Supported by Grants from National Natural Science Foundation of China, No. 81372344 and No. 81301866
Correspondence to: Jian-Kun Hu, MD, PhD, Professor, Department of Gastrointestinal Surgery, West China Hospital, Sichuan University, No. 37 Guo Xue Xiang, Chengdu 610041, Sichuan Province, China. hujkwch@126.com
Telephone: +86-28-85422479 Fax: +86-28-85164035
Received: March 27, 2014
Revised: April 30, 2014
Accepted: July 24, 2014
Published online: November 28, 2014
Processing time: 250 Days and 2.9 Hours
Abstract

There is no robust evidence to define a safe proximal margin by distance for early gastric cancer (EGC). The discussion on resection margin should not only focus on the oncologic safety, but also the postgastrectomy quality of life. The distance 1-10 mm is only acceptable for those endoscopic treatment fit EGC patients. For endoscopic unfit EGC cases, if the borderline of tumor is able to be clearly determined intraoperatively, the distance 1-3 cm is recommended for proximal resection margin. If there is any uncertainty on the tumor borderline, the distance 3-5 cm should be considered for proximal margin.

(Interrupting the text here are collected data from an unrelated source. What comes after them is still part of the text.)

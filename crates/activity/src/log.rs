use async_trait::async_trait;
use thiserror::Error;

use jarvis_core::{EntityId, EntityType, TenantContext, UserId};
use jarvis_query::Pagination;

use crate::{ActivityRecord, NewActivity};

/// Default page size of the recency feed.
pub const RECENT_DEFAULT_LIMIT: i64 = 20;

/// A failure to write or read the audit trail.
///
/// Kept apart from the business error types: an audit failure never turns a
/// committed mutation into a failed one.
#[derive(Debug, Error, Clone, PartialEq, Eq)]
pub enum AuditError {
    #[error("audit details could not be encoded: {0}")]
    Encoding(String),

    #[error("audit backend failure: {0}")]
    Backend(String),
}

/// Append-only store of activity records.
///
/// Every method takes the tenant context; reads never return another
/// tenant's records. Results are newest first.
#[async_trait]
pub trait ActivityLog: Send + Sync {
    async fn append(&self, ctx: &TenantContext, activity: NewActivity) -> Result<ActivityRecord, AuditError>;

    async fn recent(
        &self,
        ctx: &TenantContext,
        page: Pagination,
        actor: Option<UserId>,
    ) -> Result<Vec<ActivityRecord>, AuditError>;

    async fn by_entity(
        &self,
        ctx: &TenantContext,
        entity_type: EntityType,
        entity_id: EntityId,
        page: Pagination,
    ) -> Result<Vec<ActivityRecord>, AuditError>;

    async fn count(&self, ctx: &TenantContext) -> Result<u64, AuditError>;
}
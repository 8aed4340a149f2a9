use serde::{Deserialize, Serialize};

use jarvis_core::{TenantContext, TenantId, TenantScoped, UserId};

use crate::Role;

/// An authenticated principal, as read from the live directory.
///
/// Only [`crate::IdentityResolver`] produces these for request handling; its
/// tenant is the single source of the request's [`TenantContext`].
#[derive(Debug, Clone, PartialEq, Eq, Serialize, Deserialize)]
pub struct Identity {
    pub user_id: UserId,
    pub tenant_id: TenantId,
    pub email: String,
    pub name: String,
    pub role: Role,
}

impl Identity {
    pub fn tenant_context(&self) -> TenantContext {
        TenantContext::new(self.tenant_id)
    }
}

impl TenantScoped for Identity {
    fn tenant_id(&self) -> TenantId {
        self.tenant_id
    }
}
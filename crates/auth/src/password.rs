//! Opaque one-way password hashing.

use argon2::{
    Argon2,
    password_hash::{
        PasswordHash, PasswordHasher as _, PasswordVerifier as _, SaltString, rand_core::OsRng,
    },
};

use crate::AuthError;

/// One-way hash/compare capability used by registration and login.
pub trait PasswordHasher: Send + Sync {
    fn hash(&self, plain: &str) -> Result<String, AuthError>;

    /// `false` for a mismatch and for an unparseable stored hash alike.
    fn verify(&self, plain: &str, hash: &str) -> bool;
}

/// Argon2id with the library defaults.
#[derive(Debug, Default, Clone, Copy)]
pub struct Argon2Passwords;

impl PasswordHasher for Argon2Passwords {
    fn hash(&self, plain: &str) -> Result<String, AuthError> {
        let salt = SaltString::generate(&mut OsRng);
        Argon2::default()
            .hash_password(plain.as_bytes(), &salt)
            .map(|h| h.to_string())
            .map_err(|e| AuthError::Hashing(e.to_string()))
    }

    fn verify(&self, plain: &str, hash: &str) -> bool {
        match PasswordHash::new(hash) {
            Ok(parsed) => Argon2::default()
                .verify_password(plain.as_bytes(), &parsed)
                .is_ok(),
            Err(_) => false,
        }
    }
}

#[cfg(test)]
mod tests {
    use super::*;

    #[test]
    fn hash_then_verify() {
        let hasher = Argon2Passwords;
        let hash = hasher.hash("correct horse").unwrap();

        assert_ne!(hash, "correct horse");
        assert!(hasher.verify("correct horse", &hash));
        assert!(!hasher.verify("wrong horse", &hash));
    }

    #[test]
    fn malformed_hash_never_verifies() {
        assert!(!Argon2Passwords.verify("anything", "not-a-phc-string"));
    }
}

Keywords: Early gastric cancer; Gastrectomy; Margin; Oncologic safety; Quality of life

Core tip: There is no robust evidence to define a safe proximal margin by distance for early gastric cancer (EGC). The distance 1-10 mm is only acceptable for those endoscopic treatment fit EGC patients. For endoscopic unfit EGC cases, if the borderline of tumor is able to be clearly determined intraoperatively, the distance 1-3 cm is recommended. If there is any uncertainty on the tumor borderline, the distance 3-5 cm should be considered.